The present study demonstrated that the combination of the LFCR and NWI increased the risk of an ACL tear (OR, 3.89) in the contact group and that the combination of the LFCR and NWI (OR, 8.82), the LFCR and PTS (OR, 13.67), and the PTS and NWI (OR, 13.59) increased the risk of ACL tears in the noncontact group. Therefore, altered morphologies of the knee may have a greater effect on the increased risk for ACL injury in noncontact injuries. 23
Some contact ACL injuries may be preventable. Contact ACL injuries may be potentially mitigated or decreased with bracing and injury prevention programs. Some of the contact injuries are attributed to the contact only; however, there may be noncontact mechanisms, which may contribute significantly to an injury in the contact setting as well. The combination of the force of contact and the shift in knee kinematics caused by altered knee morphology may cause contact ACL injuries. It is helpful to elaborate on the knowledge of contact and noncontact types of injuries for sports medicine clinicians. The association between 3 bone morphology–related risk factors (large LFCR, high PTS, and narrow intercondylar notch) and the type of contact injury (hyperextension, twisting, and valgus or varus) should be investigated in the future.
Limitations
There were limitations in this study. First, many patients with ACL injuries who had chronic injuries or unacceptable radiographs or MRIs were excluded from this study, and the excluded patients could affect the results of this study. Second, the injury mechanism was dependent on the recall memory of the patients. Incorrect memory of the patients could affect the number of patients in the contact or noncontact injury groups. Third, the risk for an ACL tear in women may increase because of other intrinsic factors, such as larger pelvic widths, increased quadriceps angles, lower hamstring-to-quadriceps ratios, and differences in knee and hip range of motion. However, sex differences and other intrinsic factors were not investigated in this study. Fourth, interobserver reliability was not evaluated because only a single observer measured all parameters. Fifth, all patients and controls were Asian. Thus, ethnic differences in the morphology and dimensions of the distal femur may exist.
Conclusion
Altered bone morphological characteristics of the knee were found to be risk factors for ACL tears in contact injuries as well as noncontact injuries. Altered morphology has a more significant effect in noncontact ACL injuries.
Footnotes
Final revision submitted February 25, 2023; accepted March 9, 2023.
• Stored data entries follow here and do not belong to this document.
//! Server configuration: a TOML file with `SUPPORTQ_*` environment overrides.

mod loader;
mod types;
mod validate;

pub use loader::{load_config, load_config_from_str};
pub use types::*;
pub use validate::validate_config;

use thiserror::Error;

#[derive(Debug, Error)]
pub enum ConfigError {
    #[error("Configuration file not found: {0}")]
    FileNotFound(String),

    #[error("Failed to parse configuration: {0}")]
    ParseError(String),

    #[error("Configuration validation failed: {0}")]
    ValidationError(String),
}
//! Ticket store API handlers.
//!
//! These expose the configured ticket store directly; the agent queue talks to
//! them when it runs against a remote service.

use axum::{
    extract::{Path, State},
    http::StatusCode,
    Json,
};
use serde::{Deserialize, Serialize};
use std::sync::Arc;
use supportq_core::ticket::{validate_create_request, ValidationErrors};
use supportq_core::{
    AssignReceipt, CreateTicketRequest, Priority, ResolveReceipt, Ticket, TicketError,
};
use tracing::{debug, info};

use crate::state::AppState;

// ============================================================================
// Request/Response Types
// ============================================================================

/// Request body for creating a ticket
#[derive(Debug, Deserialize)]
pub struct CreateTicketBody {
    pub title: String,
    pub description: String,
    pub priority: Priority,
}

/// Request body for assigning a ticket
#[derive(Debug, Deserialize)]
pub struct AssignTicketBody {
    pub assignee: String,
}

/// Response for listing tickets
#[derive(Debug, Serialize)]
pub struct ListTicketsResponse {
    pub tickets: Vec<Ticket>,
}

/// Error response
#[derive(Debug, Serialize)]
pub struct TicketErrorResponse {
    pub error: String,
    /// Per-field messages when a create request fails validation.
    #[serde(skip_serializing_if = "Option::is_none")]
    pub fields: Option<ValidationErrors>,
}

type ErrorReply = (StatusCode, Json<TicketErrorResponse>);

fn error_reply(err: TicketError) -> ErrorReply {
    let status = match &err {
        TicketError::NotFound(_) => StatusCode::NOT_FOUND,
        TicketError::InvalidState { .. } | TicketError::Conflict(_) => StatusCode::CONFLICT,
        TicketError::Transient(_) => StatusCode::SERVICE_UNAVAILABLE,
        TicketError::Database(_) | TicketError::Http(_) => StatusCode::INTERNAL_SERVER_ERROR,
    };
    debug!(status = status.as_u16(), error = %err, "Ticket store request failed");
    (
        status,
        Json(TicketErrorResponse {
            error: err.message(),
            fields: None,
        }),
    )
}

// ============================================================================
// Handlers
// ============================================================================

/// List all tickets in arrival order
pub async fn list_tickets(
    State(state): State<Arc<AppState>>,
) -> Result<Json<ListTicketsResponse>, ErrorReply> {
    let tickets = state
        .ticket_store()
        .list_tickets()
        .await
        .map_err(error_reply)?;
    Ok(Json(ListTicketsResponse { tickets }))
}

/// Create a new ticket
pub async fn create_ticket(
    State(state): State<Arc<AppState>>,
    Json(body): Json<CreateTicketBody>,
) -> Result<(StatusCode, Json<Ticket>), ErrorReply> {
    let request = CreateTicketRequest::new(body.title, body.description, body.priority).trimmed();

    if let Err(fields) = validate_create_request(&request) {
        return Err((
            StatusCode::BAD_REQUEST,
            Json(TicketErrorResponse {
                error: fields.to_string(),
                fields: Some(fields),
            }),
        ));
    }

    let ticket = state
        .ticket_store()
        .create_ticket(request)
        .await
        .map_err(error_reply)?;

    info!(ticket_id = %ticket.id, priority = %ticket.priority, "Ticket created via store API");
    state
        .ws_broadcaster()
        .ticket_updated(&ticket.id, ticket.status);

    Ok((StatusCode::CREATED, Json(ticket)))
}

/// Assign a ticket to an agent
pub async fn assign_ticket(
    State(state): State<Arc<AppState>>,
    Path(id): Path<String>,
    Json(body): Json<AssignTicketBody>,
) -> Result<Json<AssignReceipt>, ErrorReply> {
    let receipt = state
        .ticket_store()
        .assign_ticket(&id, &body.assignee)
        .await
        .map_err(error_reply)?;

    info!(ticket_id = %id, assignee = %receipt.assignee, "Ticket assigned via store API");
    state
        .ws_broadcaster()
        .ticket_updated(&receipt.id, receipt.status);

    Ok(Json(receipt))
}

/// Resolve an assigned ticket
pub async fn resolve_ticket(
    State(state): State<Arc<AppState>>,
    Path(id): Path<String>,
) -> Result<Json<ResolveReceipt>, ErrorReply> {
    let receipt = state
        .ticket_store()
        .resolve_ticket(&id)
        .await
        .map_err(error_reply)?;

    info!(ticket_id = %id, "Ticket resolved via store API");
    state
        .ws_broadcaster()
        .ticket_updated(&receipt.id, receipt.status);

    Ok(Json(receipt))
}
//! Shared, reference-counted packet payload with copy-on-write mutation.
//!
//! A `Packet` is the immutable unit of payload sharing across a fan-out:
//! every `Metadata` segment referencing the same bytes holds one
//! `PacketRef`, and releasing the last `PacketRef` frees the payload.

use std::net::SocketAddr;
use std::sync::atomic::{AtomicUsize, Ordering};
use std::sync::Arc;

/// The immutable payload shared across fan-out copies. Once a packet's
/// reference count exceeds one, none of these fields may change; the only
/// path to a mutable copy is `PacketRef::make_writable`.
pub struct Packet {
    pub session_id: u64,
    pub receive_port: u16,
    pub listener_name: String,
    pub sender_addr: SocketAddr,
    buffer: Vec<u8>,
    refcount: AtomicUsize,
}

impl Packet {
    pub fn new(
        session_id: u64,
        receive_port: u16,
        listener_name: String,
        sender_addr: SocketAddr,
        buffer: Vec<u8>,
    ) -> Packet {
        Packet {
            session_id,
            receive_port,
            listener_name,
            sender_addr,
            buffer,
            refcount: AtomicUsize::new(0),
        }
    }

    pub fn buffer(&self) -> &[u8] {
        &self.buffer
    }

    pub fn len(&self) -> usize {
        self.buffer.len()
    }

    pub fn is_empty(&self) -> bool {
        self.buffer.is_empty()
    }

    fn refcount(&self) -> usize {
        self.refcount.load(Ordering::SeqCst)
    }
}

/// A reference-counted handle to a `Packet`. `retain`/`release` are the
/// only operations that touch the shared count; cloning a handle is the
/// Rust-idiomatic spelling of `retain`.
pub struct PacketRef(Arc<Packet>);

impl PacketRef {
    /// Creates the first reference to a freshly allocated packet (refcount
    /// becomes 1).
    pub fn new(packet: Packet) -> PacketRef {
        packet.refcount.store(1, Ordering::SeqCst);
        PacketRef(Arc::new(packet))
    }

    pub fn refcount(&self) -> usize {
        self.0.refcount()
    }

    /// Returns an owning copy of this handle, atomically incrementing the
    /// shared reference count (`packet.retain()`).
    pub fn retain(&self) -> PacketRef {
        self.0.refcount.fetch_add(1, Ordering::SeqCst);
        PacketRef(self.0.clone())
    }

    /// If the reference count is 1, returns `self` unchanged (the sole
    /// owner may mutate freely via `copy_fn(orig, new)` with `orig == new`).
    /// Otherwise allocates a new packet via `copy_fn`, releases one count
    /// from the original, and returns a fresh, uniquely-owned handle.
    pub fn make_writable(self, copy_fn: impl FnOnce(&Packet) -> Packet) -> PacketRef {
        if self.refcount() == 1 {
            return self;
        }
        let new_packet = copy_fn(&self.0);
        // `self` is dropped at the end of this scope, releasing one count
        // from the original via `Drop`.
        PacketRef::new(new_packet)
    }
}

impl Clone for PacketRef {
    /// Cloning a handle is a `retain`: it bumps the shared refcount.
    fn clone(&self) -> PacketRef {
        self.retain()
    }
}

impl Drop for PacketRef {
    fn drop(&mut self) {
        self.0.refcount.fetch_sub(1, Ordering::SeqCst);
    }
}

impl std::ops::Deref for PacketRef {
    type Target = Packet;

    fn deref(&self) -> &Packet {
        &self.0
    }
}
The authors declared that there are no conflicts of interest in the authorship and publication of this contribution. AOSSM checks author disclosures against the Open Payments Database (OPD). AOSSM has not conducted an independent investigation on the OPD and disclaims any liability or responsibility relating thereto.
Ethical approval for this study was obtained from Nowon Eulji Medical Center, Eulji University (No. EMCS 2022-01-021).